Secretary Tillerson is scheduled to hold a Town Hall at the State Department on Tuesday, December 12, 2017, at 10:00 a.m. EST in the Dean Acheson Auditorium. According to the notice that went out, the Secretary “will provide an overview of the past year and will discuss how the Redesign will better enable you to do our job going forward.”  Questions are pre-screened. Employees interested in asking the Secretary a question, are asked to submit them by noon EST on Monday, December 11, 2017.

Employees are instructed to plan on arriving between 9:15 a.m.- 9:45 a.m. as seating in the Dean Acheson Auditorium is limited and available on a first-come, first-served basis. There will be overflow seating in the Loy Henderson Conference Room.
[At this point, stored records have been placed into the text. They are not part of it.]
//! Load-balanced multi-server client.
//!
//! [`XClient`] sits on a [`Discovery`] source and a pool of cached
//! per-address [`Client`]s. `call` sends one request to one server
//! picked by the configured [`SelectMode`]; `broadcast` fans a request
//! out to every discovered server, first success winning.

mod discovery;

pub use discovery::{
    Discovery, MultiServersDiscovery, RegistryDiscovery, SelectMode, DEFAULT_UPDATE_TIMEOUT,
};

use std::collections::HashMap;
use std::sync::atomic::{AtomicBool, Ordering};
use std::sync::Arc;

use serde::de::DeserializeOwned;
use serde::Serialize;
use tokio::sync::{mpsc, Mutex};
use tokio_util::sync::CancellationToken;

use crate::client::Client;
use crate::codec::CodecType;
use crate::error::{Result, RpcError};
use crate::protocol::Options;

/// Facade over discovery plus a pool of cached clients.
pub struct XClient {
    discovery: Arc<dyn Discovery>,
    mode: SelectMode,
    options: Options,
    clients: Mutex<HashMap<String, Arc<Client>>>,
    closed: AtomicBool,
}

impl XClient {
    pub fn new(discovery: Arc<dyn Discovery>, mode: SelectMode, options: Options) -> Self {
        Self {
            discovery,
            mode,
            options,
            clients: Mutex::new(HashMap::new()),
            closed: AtomicBool::new(false),
        }
    }

    /// Call one server, picked by the selection mode.
    pub async fn call<A, R>(&self, service_method: &str, args: &A) -> Result<R>
    where
        A: Serialize + ?Sized,
        R: DeserializeOwned,
    {
        let addr = self.discovery.get(self.mode).await?;
        let client = self.cached_client(&addr).await?;
        client.call(service_method, args).await
    }

    /// Call every discovered server concurrently; the first successful
    /// reply wins and cancels the rest. If nothing succeeds, the first
    /// error observed is returned.
    pub async fn broadcast<A, R>(&self, service_method: &str, args: &A) -> Result<R>
    where
        A: Serialize + ?Sized,
        R: DeserializeOwned + Send + 'static,
    {
        let servers = self.discovery.get_all().await?;
        if servers.is_empty() {
            return Err(RpcError::NoAvailableServers);
        }

        // Encode once; every pooled client speaks the same codec.
        let codec = CodecType::from_name(&self.options.codec_type).ok_or_else(|| {
            RpcError::Protocol(format!("invalid codec type {}", self.options.codec_type))
        })?;
        let body = codec.encode(args)?;

        let token = CancellationToken::new();
        // Dropping the broadcast future (the caller's cancellation
        // surface) cancels the whole fan-out with it.
        let _guard = token.clone().drop_guard();
        let (tx, mut rx) = mpsc::channel::<Result<R>>(servers.len());

        for addr in servers {
            let client = self.cached_client(&addr).await;
            let service_method = service_method.to_string();
            let body = body.clone();
            let token = token.clone();
            let tx = tx.clone();
            tokio::spawn(async move {
                let outcome = match client {
                    Ok(client) => {
                        tokio::select! {
                            _ = token.cancelled() => Err(RpcError::Cancelled),
                            outcome = client.call_encoded::<R>(&service_method, body) => outcome,
                        }
                    }
                    Err(err) => Err(err),
                };
                let _ = tx.send(outcome).await;
            });
        }
        drop(tx);

        let mut reply = None;
        let mut first_err = None;
        while let Some(outcome) = rx.recv().await {
            match outcome {
                Ok(value) => {
                    if reply.is_none() {
                        reply = Some(value);
                        // First success locks the reply in and aborts
                        // the stragglers.
                        token.cancel();
                    }
                }
                Err(err) => {
                    if first_err.is_none() {
                        first_err = Some(err);
                        token.cancel();
                    }
                }
            }
        }

        match reply {
            // Any success suppresses earlier errors: one live server
            // masks a dead one.
            Some(value) => Ok(value),
            None => Err(first_err.unwrap_or(RpcError::NoAvailableServers)),
        }
    }

    /// Close every cached client. Further calls fail with
    /// [`RpcError::Shutdown`].
    pub async fn close(&self) {
        self.closed.store(true, Ordering::SeqCst);
        let mut clients = self.clients.lock().await;
        for (_, client) in clients.drain() {
            let _ = client.close().await;
        }
    }

    /// Fetch the cached client for `addr`, evicting and replacing it if
    /// its connection has gone bad. A dial that fails is not cached.
    async fn cached_client(&self, addr: &str) -> Result<Arc<Client>> {
        if self.closed.load(Ordering::SeqCst) {
            return Err(RpcError::Shutdown);
        }

        let mut clients = self.clients.lock().await;
        if let Some(client) = clients.get(addr) {
            if client.is_available() {
                return Ok(Arc::clone(client));
            }
            if let Some(stale) = clients.remove(addr) {
                let _ = stale.close().await;
            }
        }

        let client = Arc::new(Client::xdial(addr, self.options.clone()).await?);
        clients.insert(addr.to_string(), Arc::clone(&client));
        Ok(client)
    }
}

#[cfg(test)]
mod tests {
    use super::*;

    #[tokio::test]
    async fn calls_after_close_fail() {
        let discovery = Arc::new(MultiServersDiscovery::new(vec!["tcp@127.0.0.1:1".into()]));
        let xclient = XClient::new(discovery, SelectMode::RoundRobin, Options::default());

        xclient.close().await;
        let err = xclient.call::<_, i32>("Foo.Sum", &1).await.unwrap_err();
        assert!(matches!(err, RpcError::Shutdown));
    }

    #[tokio::test]
    async fn broadcast_over_nothing_reports_no_servers() {
        let discovery = Arc::new(MultiServersDiscovery::new(Vec::new()));
        let xclient = XClient::new(discovery, SelectMode::Random, Options::default());

        let err = xclient.broadcast::<_, i32>("Foo.Sum", &1).await.unwrap_err();
        assert!(matches!(err, RpcError::NoAvailableServers));
    }
}
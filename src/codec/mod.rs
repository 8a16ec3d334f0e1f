//! Codecs - serialization of headers and bodies after the handshake.
//!
//! A connection negotiates its codec by name in the option handshake;
//! [`CodecType::from_name`] is the lookup the server uses to accept or
//! reject the connection. Two codecs are built in:
//!
//! - [`CodecType::Binary`] - the default self-describing binary
//!   encoding, MessagePack in struct-as-map form (`to_vec_named`). It
//!   keeps the wire name `"application/gob"` of the protocol it speaks.
//! - [`CodecType::Json`] - plain JSON, mostly useful for eyeballing
//!   traffic.
//!
//! Codecs operate on byte slices; the record framing in
//! [`crate::protocol`] decides where a value starts and ends, so typed
//! decoding can happen wherever the concrete type is known.

mod stream;

pub use stream::{CodecReader, CodecWriter};

use serde::de::DeserializeOwned;
use serde::Serialize;

use crate::error::Result;

/// Payload encoding negotiated for one connection.
#[derive(Debug, Clone, Copy, PartialEq, Eq)]
pub enum CodecType {
    /// Self-describing binary encoding (MessagePack, struct-as-map).
    Binary,
    /// JSON encoding.
    Json,
}

impl CodecType {
    /// Wire name the codec registers under.
    pub const fn name(self) -> &'static str {
        match self {
            CodecType::Binary => "application/gob",
            CodecType::Json => "application/json",
        }
    }

    /// Look a codec up by its wire name.
    pub fn from_name(name: &str) -> Option<CodecType> {
        match name {
            "application/gob" => Some(CodecType::Binary),
            "application/json" => Some(CodecType::Json),
            _ => None,
        }
    }

    /// Encode a value to bytes.
    pub fn encode<T: Serialize + ?Sized>(self, value: &T) -> Result<Vec<u8>> {
        match self {
            // to_vec_named keeps struct fields by name, so both ends can
            // evolve independently of field order.
            CodecType::Binary => Ok(rmp_serde::to_vec_named(value)?),
            CodecType::Json => Ok(serde_json::to_vec(value)?),
        }
    }

    /// Decode a value from bytes.
    pub fn decode<T: DeserializeOwned>(self, bytes: &[u8]) -> Result<T> {
        match self {
            CodecType::Binary => Ok(rmp_serde::from_slice(bytes)?),
            CodecType::Json => Ok(serde_json::from_slice(bytes)?),
        }
    }
}
//! Stream transports.
//!
//! The framework runs over any bidirectional byte stream. [`Connection`]
//! is the blanket trait the protocol layers are written against, and
//! [`connect`] dials the networks `xdial` addresses can name.

use std::fmt;
use std::time::Duration;

use tokio::io::{AsyncRead, AsyncWrite};
use tokio::net::TcpStream;
#[cfg(unix)]
use tokio::net::UnixStream;

use crate::error::{Result, RpcError};

/// A bidirectional byte stream usable as an RPC connection.
pub trait Connection: AsyncRead + AsyncWrite + Send + Unpin {}

impl<T: AsyncRead + AsyncWrite + Send + Unpin> Connection for T {}

impl fmt::Debug for dyn Connection {
    fn fmt(&self, f: &mut fmt::Formatter<'_>) -> fmt::Result {
        f.debug_struct("Connection").finish_non_exhaustive()
    }
}

/// Type-erased connection, so one [`crate::Client`] can sit on top of
/// TCP, Unix sockets, or an in-memory duplex in tests.
pub type BoxedConn = Box<dyn Connection>;

/// Dial `address` over the named network (`tcp` or `unix`).
///
/// A non-zero `connect_timeout` bounds the dial; zero waits forever.
pub async fn connect(network: &str, address: &str, connect_timeout: Duration) -> Result<BoxedConn> {
    let dial = dial(network, address);
    if connect_timeout.is_zero() {
        return dial.await;
    }
    match tokio::time::timeout(connect_timeout, dial).await {
        Ok(conn) => conn,
        Err(_) => Err(RpcError::ConnectTimeout(connect_timeout)),
    }
}

async fn dial(network: &str, address: &str) -> Result<BoxedConn> {
    match network {
        "tcp" => {
            let stream = TcpStream::connect(address).await?;
            stream.set_nodelay(true)?;
            Ok(Box::new(stream))
        }
        #[cfg(unix)]
        "unix" => {
            let stream = UnixStream::connect(address).await?;
            Ok(Box::new(stream))
        }
        other => Err(RpcError::Protocol(format!(
            "unsupported network '{other}'"
        ))),
    }
}

#[cfg(test)]
mod tests {
    use super::*;

    #[tokio::test]
    async fn connect_rejects_unknown_network() {
        let err = connect("carrier-pigeon", "127.0.0.1:1", Duration::ZERO)
            .await
            .unwrap_err();
        assert!(matches!(err, RpcError::Protocol(_)));
    }

    #[tokio::test]
    async fn connect_reports_timeout() {
        // RFC 5737 TEST-NET address, nothing routes there.
        let err = connect("tcp", "192.0.2.1:65000", Duration::from_millis(50))
            .await
            .unwrap_err();
        assert!(matches!(
            err,
            RpcError::ConnectTimeout(_) | RpcError::Io(_)
        ));
    }
}
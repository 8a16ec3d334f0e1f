//! Service registration and method dispatch.
//!
//! A service is a receiver object plus the set of its callable methods.
//! Rust has no runtime reflection, so the dispatch table is built from
//! typed closures captured at registration: each method is stored
//! type-erased behind [`MethodHandler`], and the closure decodes its
//! argument and encodes its reply with whatever codec the connection
//! negotiated. The signature the builder accepts - one deserializable
//! argument, one serializable reply, an error-or-value return - is the
//! eligibility rule; anything else does not compile.
//!
//! # Example
//!
//! ```ignore
//! struct Foo;
//!
//! let service = Service::builder(Foo)
//!     .method("Sum", |_foo, args: Args| async move { Ok(args.num1 + args.num2) })
//!     .build()?;
//! server.register(service)?;
//! ```

use std::collections::HashMap;
use std::fmt;
use std::future::Future;
use std::marker::PhantomData;
use std::pin::Pin;
use std::sync::atomic::{AtomicU64, Ordering};
use std::sync::Arc;

use serde::de::DeserializeOwned;
use serde::Serialize;
use thiserror::Error;

use crate::codec::CodecType;
use crate::error::{Result, RpcError};

/// Boxed future returned by type-erased method handlers.
pub type BoxFuture<'a, T> = Pin<Box<dyn Future<Output = T> + Send + 'a>>;

/// Error a method implementation hands back to its caller.
///
/// It crosses the wire as the response header's error string, so it is
/// just a message.
#[derive(Debug, Error)]
#[error("{0}")]
pub struct MethodError(String);

impl MethodError {
    pub fn new(message: impl Into<String>) -> Self {
        Self(message.into())
    }
}

impl From<&str> for MethodError {
    fn from(message: &str) -> Self {
        Self(message.to_string())
    }
}

impl From<String> for MethodError {
    fn from(message: String) -> Self {
        Self(message)
    }
}

/// Result type for method implementations.
pub type MethodResult<R> = std::result::Result<R, MethodError>;

/// Type-erased method invoker.
///
/// `invoke` decodes the argument bytes, runs the method, and encodes
/// the reply, all with the connection's codec; the server never sees
/// the concrete types.
trait MethodHandler: Send + Sync {
    fn invoke(&self, codec: CodecType, args: &[u8]) -> BoxFuture<'static, Result<Vec<u8>>>;
}

/// Bridges a typed async closure into [`MethodHandler`].
struct TypedMethod<T, A, R, F, Fut> {
    receiver: Arc<T>,
    method: F,
    _marker: PhantomData<fn(A) -> (R, Fut)>,
}

impl<T, A, R, F, Fut> MethodHandler for TypedMethod<T, A, R, F, Fut>
where
    T: Send + Sync + 'static,
    A: DeserializeOwned + Send + 'static,
    R: Serialize + Send + 'static,
    F: Fn(Arc<T>, A) -> Fut + Send + Sync + 'static,
    Fut: Future<Output = MethodResult<R>> + Send + 'static,
{
    fn invoke(&self, codec: CodecType, args: &[u8]) -> BoxFuture<'static, Result<Vec<u8>>> {
        let argv: A = match codec.decode(args) {
            Ok(argv) => argv,
            Err(err) => return Box::pin(async move { Err(err) }),
        };

        let fut = (self.method)(Arc::clone(&self.receiver), argv);
        Box::pin(async move {
            let replyv = fut.await.map_err(|err| RpcError::Remote(err.to_string()))?;
            codec.encode(&replyv)
        })
    }
}

/// One registered method: its invoker plus bookkeeping.
pub struct MethodDescriptor {
    handler: Box<dyn MethodHandler>,
    arg_type: &'static str,
    reply_type: &'static str,
    num_calls: AtomicU64,
}

impl MethodDescriptor {
    /// How many times this method has been invoked.
    pub fn num_calls(&self) -> u64 {
        self.num_calls.load(Ordering::Relaxed)
    }

    /// Argument type name, for the debug view.
    pub fn arg_type(&self) -> &'static str {
        self.arg_type
    }

    /// Reply type name, for the debug view.
    pub fn reply_type(&self) -> &'static str {
        self.reply_type
    }

    pub(crate) fn invoke(
        &self,
        codec: CodecType,
        args: &[u8],
    ) -> BoxFuture<'static, Result<Vec<u8>>> {
        self.num_calls.fetch_add(1, Ordering::Relaxed);
        self.handler.invoke(codec, args)
    }
}

/// A named receiver with its callable methods.
pub struct Service {
    name: String,
    methods: HashMap<String, MethodDescriptor>,
}

impl fmt::Debug for Service {
    fn fmt(&self, f: &mut fmt::Formatter<'_>) -> fmt::Result {
        f.debug_struct("Service")
            .field("name", &self.name)
            .field("methods", &self.methods.keys().collect::<Vec<_>>())
            .finish()
    }
}

impl Service {
    /// Start building a service around `receiver`.
    ///
    /// The service name is derived from the receiver's type name; use
    /// [`ServiceBuilder::named`] to override it.
    pub fn builder<T: Send + Sync + 'static>(receiver: T) -> ServiceBuilder<T> {
        ServiceBuilder {
            name: short_type_name::<T>().to_string(),
            receiver: Arc::new(receiver),
            methods: HashMap::new(),
        }
    }

    /// The service name clients address this service by.
    pub fn name(&self) -> &str {
        &self.name
    }

    /// Iterate the registered methods, for the debug view.
    pub fn methods(&self) -> impl Iterator<Item = (&str, &MethodDescriptor)> {
        self.methods.iter().map(|(name, desc)| (name.as_str(), desc))
    }

    /// Resolve a method and produce its invocation future.
    pub(crate) fn invoke(
        &self,
        method: &str,
        codec: CodecType,
        args: &[u8],
    ) -> Result<BoxFuture<'static, Result<Vec<u8>>>> {
        let desc = self
            .methods
            .get(method)
            .ok_or_else(|| RpcError::MethodNotFound(method.to_string()))?;
        Ok(desc.invoke(codec, args))
    }
}

/// Builder collecting the methods of one service.
pub struct ServiceBuilder<T> {
    name: String,
    receiver: Arc<T>,
    methods: HashMap<String, MethodDescriptor>,
}

impl<T: Send + Sync + 'static> ServiceBuilder<T> {
    /// Override the derived service name.
    pub fn named(mut self, name: impl Into<String>) -> Self {
        self.name = name.into();
        self
    }

    /// Register a method.
    ///
    /// The handler receives the shared receiver and the decoded
    /// argument, and returns the reply or a [`MethodError`].
    pub fn method<A, R, F, Fut>(mut self, name: &str, method: F) -> Self
    where
        A: DeserializeOwned + Send + 'static,
        R: Serialize + Send + 'static,
        F: Fn(Arc<T>, A) -> Fut + Send + Sync + 'static,
        Fut: Future<Output = MethodResult<R>> + Send + 'static,
    {
        let handler = TypedMethod {
            receiver: Arc::clone(&self.receiver),
            method,
            _marker: PhantomData,
        };
        self.methods.insert(
            name.to_string(),
            MethodDescriptor {
                handler: Box::new(handler),
                arg_type: short_type_name::<A>(),
                reply_type: short_type_name::<R>(),
                num_calls: AtomicU64::new(0),
            },
        );
        self
    }

    /// Finish the service, validating its name.
    pub fn build(self) -> Result<Service> {
        if !is_exported_name(&self.name) {
            return Err(RpcError::InvalidServiceName(self.name));
        }
        Ok(Service {
            name: self.name,
            methods: self.methods,
        })
    }
}

/// Split `"Service.Method"` on the last dot.
pub(crate) fn split_service_method(service_method: &str) -> Result<(&str, &str)> {
    service_method
        .rsplit_once('.')
        .ok_or_else(|| RpcError::IllFormedServiceMethod(service_method.to_string()))
}

/// Last path segment of a type name, generics stripped:
/// `demo::arith::Foo<Bar>` becomes `Foo`.
fn short_type_name<T>() -> &'static str {
    let full = std::any::type_name::<T>();
    let base = full.split('<').next().unwrap_or(full);
    base.rsplit("::").next().unwrap_or(base)
}

/// Exported identifier: leading ASCII uppercase, alphanumeric rest.
fn is_exported_name(name: &str) -> bool {
    let mut chars = name.chars();
    match chars.next() {
        Some(first) if first.is_ascii_uppercase() => {
            chars.all(|c| c.is_ascii_alphanumeric() || c == '_')
        }
        _ => false,
    }
}
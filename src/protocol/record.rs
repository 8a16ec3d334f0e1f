//! Length-prefixed records.
//!
//! Every header and every body after the handshake travels as one
//! record: a `u32` big-endian length followed by that many payload
//! bytes. The framing is codec-independent, which is what lets a peer
//! skip a body it cannot or does not want to decode without losing its
//! place in the stream.

use bytes::{Bytes, BytesMut};
use tokio::io::{AsyncRead, AsyncReadExt, AsyncWrite, AsyncWriteExt};

use crate::error::{Result, RpcError};

/// Default maximum record size (16 MB). A length prefix beyond this is
/// treated as stream corruption, not as a request for 4 GB of buffer.
pub const DEFAULT_MAX_RECORD_SIZE: u32 = 16 * 1024 * 1024;

/// Read one record.
pub(crate) async fn read_record<R>(io: &mut R, max_size: u32) -> Result<Bytes>
where
    R: AsyncRead + Unpin,
{
    let mut len_buf = [0u8; 4];
    io.read_exact(&mut len_buf).await?;
    let len = u32::from_be_bytes(len_buf);
    if len > max_size {
        return Err(RpcError::Protocol(format!(
            "record of {len} bytes exceeds the {max_size} byte limit"
        )));
    }

    let mut payload = BytesMut::zeroed(len as usize);
    io.read_exact(&mut payload).await?;
    Ok(payload.freeze())
}

/// Write one record. The caller flushes.
pub(crate) async fn write_record<W>(io: &mut W, payload: &[u8]) -> Result<()>
where
    W: AsyncWrite + Unpin,
{
    io.write_all(&(payload.len() as u32).to_be_bytes()).await?;
    io.write_all(payload).await?;
    Ok(())
}

#[cfg(test)]
mod tests {
    use super::*;

    #[tokio::test]
    async fn record_round_trips() {
        let (mut client, mut server) = tokio::io::duplex(1024);

        write_record(&mut client, b"hello").await.unwrap();
        client.flush().await.unwrap();

        let record = read_record(&mut server, DEFAULT_MAX_RECORD_SIZE)
            .await
            .unwrap();
        assert_eq!(&record[..], b"hello");
    }

    #[tokio::test]
    async fn empty_record_is_valid() {
        let (mut client, mut server) = tokio::io::duplex(64);

        write_record(&mut client, b"").await.unwrap();
        client.flush().await.unwrap();

        let record = read_record(&mut server, DEFAULT_MAX_RECORD_SIZE)
            .await
            .unwrap();
        assert!(record.is_empty());
    }

    #[tokio::test]
    async fn oversized_record_is_rejected_before_allocation() {
        let (mut client, mut server) = tokio::io::duplex(64);

        client.write_all(&u32::MAX.to_be_bytes()).await.unwrap();

        let err = read_record(&mut server, 1024).await.unwrap_err();
        assert!(matches!(err, RpcError::Protocol(_)));
    }

    #[tokio::test]
    async fn truncated_record_is_an_io_error() {
        let (mut client, mut server) = tokio::io::duplex(64);

        write_record(&mut client, b"partial").await.unwrap();
        client.flush().await.unwrap();
        drop(client);

        // First record is fine, the next length read hits EOF.
        read_record(&mut server, 1024).await.unwrap();
        let err = read_record(&mut server, 1024).await.unwrap_err();
        assert!(matches!(err, RpcError::Io(_)));
    }
}
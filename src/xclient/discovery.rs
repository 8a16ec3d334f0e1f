//! Server discovery and selection.
//!
//! [`Discovery`] yields the current set of server addresses;
//! [`MultiServersDiscovery`] is a hand-maintained list,
//! [`RegistryDiscovery`] keeps the list fresh from a registry. Both
//! hand out addresses by [`SelectMode`].

use std::sync::Mutex;
use std::time::Duration;

use async_trait::async_trait;
use rand::rngs::StdRng;
use rand::{Rng, SeedableRng};
use tokio::time::Instant;

use crate::error::{Result, RpcError};

/// Load-balancing strategy for [`Discovery::get`].
#[derive(Debug, Clone, Copy, PartialEq, Eq)]
pub enum SelectMode {
    /// Uniformly random pick.
    Random,
    /// Rotate through the list, starting from a random offset.
    RoundRobin,
}

/// Source of the current server list.
#[async_trait]
pub trait Discovery: Send + Sync {
    /// Re-fetch the list from wherever it comes from, if anywhere.
    async fn refresh(&self) -> Result<()>;

    /// Replace the list by hand.
    async fn update(&self, servers: Vec<String>) -> Result<()>;

    /// Pick one address by `mode`.
    async fn get(&self, mode: SelectMode) -> Result<String>;

    /// The whole current list.
    async fn get_all(&self) -> Result<Vec<String>>;
}

struct ServerList {
    servers: Vec<String>,
    /// Round-robin cursor; starts at a random offset so a fleet of
    /// fresh clients does not gang up on the first server.
    index: usize,
    rng: StdRng,
}

/// Discovery over a fixed, caller-provided server list.
pub struct MultiServersDiscovery {
    inner: Mutex<ServerList>,
}

impl MultiServersDiscovery {
    pub fn new(servers: Vec<String>) -> Self {
        let mut rng = StdRng::from_entropy();
        let index = rng.gen_range(0..u32::MAX as usize);
        Self {
            inner: Mutex::new(ServerList {
                servers,
                index,
                rng,
            }),
        }
    }
}

#[async_trait]
impl Discovery for MultiServersDiscovery {
    async fn refresh(&self) -> Result<()> {
        // Nothing upstream to refresh from.
        Ok(())
    }

    async fn update(&self, servers: Vec<String>) -> Result<()> {
        self.inner.lock().unwrap().servers = servers;
        Ok(())
    }

    async fn get(&self, mode: SelectMode) -> Result<String> {
        let mut inner = self.inner.lock().unwrap();
        let n = inner.servers.len();
        if n == 0 {
            return Err(RpcError::NoAvailableServers);
        }
        match mode {
            SelectMode::Random => {
                let pick = inner.rng.gen_range(0..n);
                Ok(inner.servers[pick].clone())
            }
            SelectMode::RoundRobin => {
                let pick = inner.servers[inner.index % n].clone();
                inner.index = (inner.index + 1) % n;
                Ok(pick)
            }
        }
    }

    async fn get_all(&self) -> Result<Vec<String>> {
        Ok(self.inner.lock().unwrap().servers.clone())
    }
}

/// How stale the fetched list may get before `refresh` actually goes to
/// the registry again.
pub const DEFAULT_UPDATE_TIMEOUT: Duration = Duration::from_secs(10);

/// Discovery backed by a registry's `GET` endpoint.
pub struct RegistryDiscovery {
    servers: MultiServersDiscovery,
    registry_url: String,
    update_timeout: Duration,
    http: reqwest::Client,
    /// Also serializes concurrent refreshes; the lock is held across
    /// the fetch.
    last_update: tokio::sync::Mutex<Option<Instant>>,
}

impl RegistryDiscovery {
    /// Discovery polling `registry_url`, going back at most every
    /// `update_timeout` (zero means [`DEFAULT_UPDATE_TIMEOUT`]).
    pub fn new(registry_url: impl Into<String>, update_timeout: Duration) -> Self {
        let update_timeout = if update_timeout.is_zero() {
            DEFAULT_UPDATE_TIMEOUT
        } else {
            update_timeout
        };
        Self {
            servers: MultiServersDiscovery::new(Vec::new()),
            registry_url: registry_url.into(),
            update_timeout,
            http: reqwest::Client::new(),
            last_update: tokio::sync::Mutex::new(None),
        }
    }
}

#[async_trait]
impl Discovery for RegistryDiscovery {
    /// Fetch the alive list from the registry, unless the cached one is
    /// still within `update_timeout`. A registry that cannot be reached
    /// is an error, not a silent fall-back to stale data.
    async fn refresh(&self) -> Result<()> {
        let mut last_update = self.last_update.lock().await;
        if let Some(at) = *last_update {
            if at.elapsed() < self.update_timeout {
                return Ok(());
            }
        }

        tracing::debug!(url = %self.registry_url, "rpc discovery: refresh from registry");
        let response = self.http.get(&self.registry_url).send().await?;
        let header = response
            .headers()
            .get("x-geerpc-servers")
            .and_then(|v| v.to_str().ok())
            .ok_or_else(|| {
                RpcError::Registry("response lacks the X-Geerpc-Servers header".to_string())
            })?;

        let servers: Vec<String> = header
            .split(',')
            .map(str::trim)
            .filter(|s| !s.is_empty())
            .map(str::to_string)
            .collect();

        self.servers.update(servers).await?;
        *last_update = Some(Instant::now());
        Ok(())
    }

    async fn update(&self, servers: Vec<String>) -> Result<()> {
        self.servers.update(servers).await?;
        *self.last_update.lock().await = Some(Instant::now());
        Ok(())
    }

    async fn get(&self, mode: SelectMode) -> Result<String> {
        self.refresh().await?;
        self.servers.get(mode).await
    }

    async fn get_all(&self) -> Result<Vec<String>> {
        self.refresh().await?;
        self.servers.get_all().await
    }
}

#[cfg(test)]
mod tests {
    use super::*;
    use std::collections::HashMap;

    fn three_servers() -> MultiServersDiscovery {
        MultiServersDiscovery::new(vec![
            "tcp@a:1".to_string(),
            "tcp@b:1".to_string(),
            "tcp@c:1".to_string(),
        ])
    }

    #[tokio::test]
    async fn empty_list_is_an_error() {
        let d = MultiServersDiscovery::new(Vec::new());
        for mode in [SelectMode::Random, SelectMode::RoundRobin] {
            assert!(matches!(
                d.get(mode).await,
                Err(RpcError::NoAvailableServers)
            ));
        }
    }

    #[tokio::test]
    async fn round_robin_hits_every_server_once_per_cycle() {
        let d = three_servers();
        let n = d.get_all().await.unwrap().len();

        let mut counts: HashMap<String, usize> = HashMap::new();
        for _ in 0..n {
            *counts.entry(d.get(SelectMode::RoundRobin).await.unwrap()).or_default() += 1;
        }

        assert_eq!(counts.len(), n);
        assert!(counts.values().all(|&c| c == 1));
    }

    #[tokio::test]
    async fn random_selection_stays_in_the_set() {
        let d = three_servers();
        let all = d.get_all().await.unwrap();
        for _ in 0..32 {
            let pick = d.get(SelectMode::Random).await.unwrap();
            assert!(all.contains(&pick));
        }
    }

    #[tokio::test]
    async fn update_replaces_the_list() {
        let d = three_servers();
        d.update(vec!["tcp@z:9".to_string()]).await.unwrap();
        assert_eq!(d.get_all().await.unwrap(), vec!["tcp@z:9"]);
        assert_eq!(d.get(SelectMode::RoundRobin).await.unwrap(), "tcp@z:9");
    }

    #[tokio::test]
    async fn registry_discovery_serves_cached_list_within_the_window() {
        // The URL is unreachable; within the update window that must
        // not matter.
        let d = RegistryDiscovery::new("http://127.0.0.1:1/none", Duration::from_secs(3600));
        d.update(vec!["tcp@cached:1".to_string()]).await.unwrap();

        assert_eq!(d.get_all().await.unwrap(), vec!["tcp@cached:1"]);
    }

    #[tokio::test]
    async fn registry_discovery_surfaces_fetch_errors() {
        let d = RegistryDiscovery::new("http://127.0.0.1:1/none", Duration::from_millis(1));
        assert!(d.refresh().await.is_err());
    }
}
For those unable to attend, the event will be carried live on BNET.

Meanwhile, we’ve learned that USAID had informed Congress that the State Department hiring freeze “remains in effect” and anticipates that “it will last at least until the end of Fiscal Year (FY) 2018” (end of fiscal year 2018 is September 30, 2018).

We have reported previously that USAID also told Congress that it is considering whether to seek waivers from the Secretary of State to fill additional positions “aligned with future workforce needs that are in line with the Redesign and the Administration’s policies.”  As of late November, it has yet to make a determination whether these USAID FSO positions “could qualify for an exception based on the national security criteria.” (see USAID Reinstates Pre-Employment Status of FSO Candidates After Congressional Interest).

The agency told Congress that it is authorized to employ “up to 1,850” Foreign Service officers. In 2017, it hired five (5) Payne Fellows as FSOs under the Congressionally-mandated fellowship, and filled eighteen (18) Foreign Service Limited (FSL) positions. FSL positions are non-career appointments hired for specific appointments. These are time limited and are reportedly not subject to the hiring freeze. Incumbent to these position do not receive credit toward any FS requirement if they are FSO candidates.

For context, in 2016, the USAID workforce composition is as follows:

[T]he Agency’s mission was supported by 3,893 U.S. direct hire employees, of which 1,896 are Foreign Service Officers and 253 are Foreign Service Limited, and 1,744 are in the Civil Service. Additional support came from 4,600 Foreign Service Nationals, and 1,104 other non-direct hire employees (not counting institutional support contractors). Of these employees, 3,163 are based in Washington, D.C., and 6,434 are deployed overseas. These totals include employees from the Office of Inspector General.*

In 2009, USAID also launched its Development Leadership Initiative (DLI) which created 820 positions over three years. While USAID recently told Congress that none of the DLI positions have been cancelled, we have yet to learn what kind of staff shrinkage is in the future for our country’s development professionals. Maybe Mr. Tillerson’s Town Hall will answer this and a host of other questions tomorrow.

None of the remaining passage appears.